Gli investimenti stanziati per migliorare la situazione

Una gestione ottimale delle risorse idriche è fondamentale e in questo senso è bene lavorare per ottenere risultati duraturi, grazie anche agli investimenti. Il PNRR prevede un monte di 600 milioni di euro per fognature e per fornire un contributo alla depurazione delle acque reflue in Italia. Oltre a rendere più efficace la depurazione delle acque reflue scaricate nelle acque marine e interne, si punterà a trasformare gli impianti di depurazione in “fabbriche verdi”, per consentire il recupero di energia e fanghi, e il riutilizzo delle acque reflue depurate per scopi irrigui e industriali.

Sul tema investimenti e progetti è uscito proprio in questi giorni il paper “Acqua, investimenti e climate change“, realizzato da Utilitalia, la Federazione delle imprese idriche, ambientali ed energetiche nazionali. In esso si legge che i gestori italiani del servizio idrico investiranno circa 10 miliardi di euro per garantire nei prossimi anni un approvvigionamento sicuro di acqua potabile.

Acque reflue in Italia: i lati oscuri di una risorsa da sfruttare

Di questi 2,5 miliardi di euro sono ripartiti equamente tra i segmenti di fognatura e depurazione. Tra i circa mille progetti che i gestori hanno in cantiere vi sono anche quelli per il riutilizzo delle acque reflue.

Il contributo di ricerca e innovazione: dalla depurazione all’idrogeno verde

Ricerca e innovazione sono preziosi alleati nel contribuire a migliorare la situazione delle acque reflue in Italia. A questo proposito, è stato avviato il progetto europeo FIT4REUSE di cui fanno parte Ispra, Università di Bologna e l’Università Politecnica delle Marche. Il progetto nasce per fornire modalità di approvvigionamento idrico sicure, sostenibili e accettate per il bacino del Mediterraneo, sfruttando risorse idriche non convenzionali. In questo senso, si parte dalla convinzione che le acque reflue trattate e l’acqua desalinizzata possono contribuire a compensare il divario tra la domanda e l’offerta di acqua per l’agricoltura e a fornire acqua di qualità costante durante tutto l’anno. Per questo FIT4REUSE si concentrerà su tecnologie di trattamento innovative, sostenibili e sicure e sull’uso delle acque reflue trattate e dell’acqua desalinizzata in agricoltura e per la ricarica delle falde acquifere.
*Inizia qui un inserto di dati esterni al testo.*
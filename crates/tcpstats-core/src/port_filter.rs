//! Local port filter built from a comma-separated list such as `"80,443"`.

use std::collections::HashSet;

use crate::error::FilterTokenError;
use crate::warning::{Warning, WarningSink};

/// Parse a single filter token as a base-10 integer.
///
/// The token is taken as is, so `" 443"` is rejected. Range checking is
/// left to configuration validation; any value that fits an `i64` is
/// accepted here.
pub fn parse_port_token(token: &str) -> Result<i64, FilterTokenError> {
    token.parse::<i64>().map_err(|source| FilterTokenError {
        token: token.to_string(),
        source,
    })
}

/// Set of local ports a pass is restricted to. Empty matches every port.
#[derive(Debug, Clone, Default, PartialEq, Eq)]
pub struct PortFilter {
    ports: HashSet<i64>,
}

impl PortFilter {
    /// Filter that accepts every port.
    pub fn all() -> Self {
        Self::default()
    }

    /// Build a filter from a comma-separated list.
    ///
    /// Tokens that do not parse are reported to `sink` and dropped; the rest
    /// of the list still applies.
    pub fn parse(list: &str, sink: &impl WarningSink) -> Self {
        if list.is_empty() {
            return Self::all();
        }

        let mut ports = HashSet::new();
        for token in list.split(',') {
            match parse_port_token(token) {
                Ok(port) => {
                    ports.insert(port);
                }
                Err(err) => sink.warn(&Warning::FilterToken(err)),
            }
        }
        Self { ports }
    }

    /// True when no port restriction applies.
    pub fn is_empty(&self) -> bool {
        self.ports.is_empty()
    }

    pub fn len(&self) -> usize {
        self.ports.len()
    }

    /// Whether rows on `port` pass the filter.
    pub fn matches(&self, port: u32) -> bool {
        self.ports.is_empty() || self.ports.contains(&i64::from(port))
    }
}

impl FromIterator<u16> for PortFilter {
    fn from_iter<I: IntoIterator<Item = u16>>(iter: I) -> Self {
        Self {
            ports: iter.into_iter().map(i64::from).collect(),
        }
    }
}

#[cfg(test)]
mod tests {
    use super::*;
    use crate::warning::{CollectingSink, NopSink};

    #[test]
    fn test_empty_matches_everything() {
        let filter = PortFilter::parse("", &NopSink);
        assert!(filter.is_empty());
        assert!(filter.matches(0));
        assert!(filter.matches(22));
        assert!(filter.matches(u32::from(u16::MAX)));
    }

    #[test]
    fn test_list_restricts_ports() {
        let filter = PortFilter::parse("80,443", &NopSink);
        assert_eq!(filter.len(), 2);
        assert!(filter.matches(80));
        assert!(filter.matches(443));
        assert!(!filter.matches(8080));
    }

    #[test]
    fn test_duplicates_collapse() {
        let filter = PortFilter::parse("80,80,80", &NopSink);
        assert_eq!(filter.len(), 1);
    }

    #[test]
    fn test_bad_token_skipped_with_warning() {
        let sink = CollectingSink::new();
        let filter = PortFilter::parse("1000,invalid,2000", &sink);

        assert_eq!(filter.len(), 2);
        assert!(filter.matches(1000));
        assert!(filter.matches(2000));

        let warnings = sink.warnings();
        assert_eq!(warnings.len(), 1);
        match &warnings[0] {
            Warning::FilterToken(err) => assert_eq!(err.token, "invalid"),
            other => panic!("unexpected warning: {other:?}"),
        }
    }

    #[test]
    fn test_only_bad_tokens_means_no_filtering() {
        let sink = CollectingSink::new();
        let filter = PortFilter::parse("a,b", &sink);
        assert!(filter.is_empty());
        assert!(filter.matches(1234));
        assert_eq!(sink.len(), 2);
    }

    #[test]
    fn test_empty_tokens_warn() {
        let sink = CollectingSink::new();
        let filter = PortFilter::parse("80,,443,", &sink);
        assert_eq!(filter.len(), 2);
        assert_eq!(sink.len(), 2);
    }

    #[test]
    fn test_whitespace_around_tokens_rejected() {
        let sink = CollectingSink::new();
        let filter = PortFilter::parse("80, 443,8080 ", &sink);

        assert_eq!(filter.len(), 1);
        assert!(filter.matches(80));
        assert!(!filter.matches(443));
        assert!(!filter.matches(8080));

        let tokens: Vec<String> = sink
            .warnings()
            .iter()
            .map(|w| match w {
                Warning::FilterToken(err) => err.token.clone(),
                other => panic!("unexpected warning: {other:?}"),
            })
            .collect();
        assert_eq!(tokens, vec![" 443".to_string(), "8080 ".to_string()]);
    }

    #[test]
    fn test_out_of_range_tokens_accepted() {
        let sink = CollectingSink::new();
        let filter = PortFilter::parse("70000,-1", &sink);
        assert!(sink.is_empty());
        assert_eq!(filter.len(), 2);
        assert!(filter.matches(70000));
        assert!(!filter.matches(4464));
        assert!(!filter.matches(u32::MAX));
    }

    #[test]
    fn test_from_iter() {
        let filter: PortFilter = [22, 80].into_iter().collect();
        assert!(filter.matches(22));
        assert!(!filter.matches(23));
    }

    #[test]
    fn test_parse_port_token() {
        assert_eq!(parse_port_token("8080").unwrap(), 8080);
        assert_eq!(parse_port_token("-1").unwrap(), -1);
        assert!(parse_port_token(" 53").is_err());
        assert!(parse_port_token("0x50").is_err());
    }

    mod proptests {
        use super::*;
        use proptest::collection::vec;
        use proptest::prelude::*;

        proptest! {
            #[test]
            fn prop_matches_exactly_listed_ports(ports in vec(any::<u16>(), 1..16), port in any::<u16>()) {
                let list = ports.iter().map(ToString::to_string).collect::<Vec<_>>().join(",");
                let filter = PortFilter::parse(&list, &NopSink);
                prop_assert_eq!(filter.matches(u32::from(port)), ports.contains(&port));
            }
        }
    }
}
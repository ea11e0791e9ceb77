//! Error types for tcpstats-core.

use std::num::ParseIntError;
use std::path::PathBuf;
use thiserror::Error;

/// Fatal errors for a whole aggregation pass.
///
/// Only source access failures end a pass; row-level problems are reported
/// through a [`crate::WarningSink`] and skipped.
#[derive(Debug, Error)]
pub enum TcpStatsError {
    /// The connection table could not be opened.
    #[error("failed to open {}: {source}", path.display())]
    Open {
        path: PathBuf,
        #[source]
        source: std::io::Error,
    },

    /// Reading failed part way through the table.
    #[error("failed to read {}: {source}", path.display())]
    Read {
        path: PathBuf,
        #[source]
        source: std::io::Error,
    },
}

/// A packed `HEXADDR:HEXPORT` token could not be decoded.
#[derive(Debug, Clone, PartialEq, Eq, Error)]
pub enum DecodeError {
    /// The token does not split into exactly two halves on `:`.
    #[error("invalid IP:Port format")]
    Format,

    /// The address half is not a 32-bit hexadecimal number.
    #[error("invalid address: {0}")]
    Address(#[source] ParseIntError),

    /// The port half is not a 16-bit hexadecimal number.
    #[error("invalid port: {0}")]
    Port(#[source] ParseIntError),
}

/// Recoverable problem with a single row of the table.
#[derive(Debug, Clone, PartialEq, Eq, Error)]
pub enum LineFormatError {
    /// Local endpoint column could not be decoded.
    #[error("error parsing local address and port '{input}': {source}")]
    LocalAddress {
        input: String,
        #[source]
        source: DecodeError,
    },

    /// Queue column is not a `tx:rx` pair.
    #[error("error parsing queues '{input}'")]
    Queues { input: String },

    /// Transmit half of the queue column is not hexadecimal.
    #[error("error parsing tx queue '{input}': {source}")]
    TxQueue {
        input: String,
        #[source]
        source: ParseIntError,
    },

    /// Receive half of the queue column is not hexadecimal.
    #[error("error parsing rx queue '{input}': {source}")]
    RxQueue {
        input: String,
        #[source]
        source: ParseIntError,
    },

    /// State column is not hexadecimal.
    #[error("error parsing status '{input}': {source}")]
    State {
        input: String,
        #[source]
        source: ParseIntError,
    },
}

impl LineFormatError {
    /// The raw column text that failed to parse.
    pub fn input(&self) -> &str {
        match self {
            Self::LocalAddress { input, .. }
            | Self::Queues { input }
            | Self::TxQueue { input, .. }
            | Self::RxQueue { input, .. }
            | Self::State { input, .. } => input,
        }
    }
}

/// One token of a port filter string is not a base-10 integer.
#[derive(Debug, Clone, PartialEq, Eq, Error)]
#[error("error parsing port filter '{token}': {source}")]
pub struct FilterTokenError {
    pub token: String,
    #[source]
    pub source: ParseIntError,
}
//! One scrape: read the connection table and record metric data points.

use std::path::{Path, PathBuf};

use tcpstats_core::{TcpStats, TracingSink, WarningSink};

use crate::config::Config;
use crate::error::ScrapeError;
use crate::metrics::{Direction, Metrics, MetricsBuilder, Timestamp};

/// Turns connection table aggregates into [`Metrics`].
#[derive(Debug)]
pub struct Scraper<W = TracingSink> {
    metrics_builder: MetricsBuilder,
    tcp_stats: TcpStats<W>,
}

impl Scraper<TracingSink> {
    /// Scraper for a validated config, logging row warnings through `tracing`.
    pub fn from_config(config: &Config) -> Self {
        Self::new(
            MetricsBuilder::new(config.metrics),
            config.path.clone(),
            &config.portfilter,
            TracingSink,
        )
    }
}

impl<W: WarningSink> Scraper<W> {
    pub fn new(
        metrics_builder: MetricsBuilder,
        path: impl Into<PathBuf>,
        port_filter: &str,
        sink: W,
    ) -> Self {
        Self {
            metrics_builder,
            tcp_stats: TcpStats::new(path, port_filter, sink),
        }
    }

    pub fn path(&self) -> &Path {
        self.tcp_stats.path()
    }

    pub fn tcp_stats(&self) -> &TcpStats<W> {
        &self.tcp_stats
    }

    /// Scrape now.
    pub fn scrape(&mut self) -> Result<Metrics, ScrapeError> {
        self.scrape_at(Timestamp::now())
    }

    /// Scrape, stamping every data point with `now`.
    pub fn scrape_at(&mut self, now: Timestamp) -> Result<Metrics, ScrapeError> {
        tracing::debug!(path = %self.path().display(), "Scraping TCP stats");

        let stats = self.tcp_stats.get()?;

        tracing::debug!(count = stats.len(), "Found TCP stats");

        for stat in &stats {
            self.metrics_builder.record_tcp_queue_size_data_point(
                now,
                stat.tx_queue,
                &stat.local_address,
                stat.local_port,
                Direction::Tx,
            );
            self.metrics_builder.record_tcp_queue_size_data_point(
                now,
                stat.rx_queue,
                &stat.local_address,
                stat.local_port,
                Direction::Rx,
            );
            self.metrics_builder.record_tcp_queue_length_data_point(
                now,
                stat.queue_length,
                &stat.local_address,
                stat.local_port,
            );
        }

        let metrics = self.metrics_builder.emit();

        tracing::debug!(
            metric_count = metrics.metric_count(),
            data_point_count = metrics.data_point_count(),
            "Emitting TCP stats"
        );

        Ok(metrics)
    }
}
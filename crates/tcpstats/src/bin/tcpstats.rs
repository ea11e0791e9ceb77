//! tcpstats: report per-socket TCP queue metrics from /proc/net/tcp
//!
//! Run: cargo run -p tcpstats --bin tcpstats -- --once --pretty

use std::error::Error;
use std::path::PathBuf;
use std::process::ExitCode;
use std::time::Duration;

use clap::Parser;

use tcpstats::config::{parse_duration, Config};
use tcpstats::metrics::Metrics;
use tcpstats::receiver::Receiver;
use tcpstats::scraper::Scraper;

/// TCP queue size and queue length per local address and port
#[derive(Parser)]
#[command(name = "tcpstats", version, about, long_about = None)]
struct Cli {
    /// Path to config file (YAML)
    #[arg(short, long, value_name = "PATH")]
    config: Option<PathBuf>,

    /// Connection table to read (overrides config)
    #[arg(long, value_name = "PATH")]
    path: Option<PathBuf>,

    /// Comma separated local ports to report, e.g. "22,8005" (overrides config)
    #[arg(short = 'f', long, value_name = "PORTS")]
    port_filter: Option<String>,

    /// Collection interval, e.g. "10s" or "1m30s" (overrides config)
    #[arg(short, long, value_name = "DURATION", value_parser = parse_duration)]
    interval: Option<Duration>,

    /// Scrape once, print and exit
    #[arg(long)]
    once: bool,

    /// Pretty-print JSON output
    #[arg(long)]
    pretty: bool,

    /// Dump default configuration to stdout and exit
    #[arg(long)]
    dump_config: bool,
}

impl Cli {
    fn config(&self) -> Result<Config, Box<dyn Error>> {
        let mut config = match &self.config {
            Some(path) => Config::load_from_file(path)?,
            None => Config::default(),
        };
        if let Some(path) = &self.path {
            config.path.clone_from(path);
        }
        if let Some(filter) = &self.port_filter {
            config.portfilter.clone_from(filter);
        }
        if let Some(interval) = self.interval {
            config.collection_interval = interval;
        }
        config.validate()?;
        Ok(config)
    }
}

fn render(metrics: &Metrics, pretty: bool) -> serde_json::Result<String> {
    if pretty {
        serde_json::to_string_pretty(metrics)
    } else {
        serde_json::to_string(metrics)
    }
}

fn run(cli: &Cli) -> Result<(), Box<dyn Error>> {
    let config = cli.config()?;
    tracing::debug!(?config, "Loaded config");

    if cli.once {
        let metrics = Scraper::from_config(&config).scrape()?;
        println!("{}", render(&metrics, cli.pretty)?);
        return Ok(());
    }

    let pretty = cli.pretty;
    let handle = Receiver::new(&config).start(move |metrics: Metrics| {
        match render(&metrics, pretty) {
            Ok(json) => println!("{json}"),
            Err(e) => tracing::error!(error = %e, "Failed to encode metrics"),
        }
    })?;
    handle.wait();
    Ok(())
}

fn main() -> ExitCode {
    let cli = Cli::parse();

    if cli.dump_config {
        println!("{}", Config::default_yaml());
        return ExitCode::SUCCESS;
    }

    tcpstats::logging::init();

    match run(&cli) {
        Ok(()) => ExitCode::SUCCESS,
        Err(e) => {
            eprintln!("Error: {e}");
            ExitCode::FAILURE
        }
    }
}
Un altro progetto innovativo è SynBioS (Syngas Biological Storage), avviato da Hera – con un investimento di circa 10 milioni di euro – e che entrerà in esercizio nel 2023. Si tratta di un impianto “power to gas” che intende convertire energia elettrica rinnovabile e acque reflue in idrogeno verde e, poi, in biometano.

Ubicato a Bologna Corticella all’interno del più grande depuratore fra quelli gestiti per bacino di utenza servito, l’impianto SynBioS, una volta a regime, grazie a una potenzialità di 1 MW, potrà produrre circa 190 Nm3/h di green gas, evitando l’emissione in atmosfera di circa 50 Nm3/h di anidride carbonica.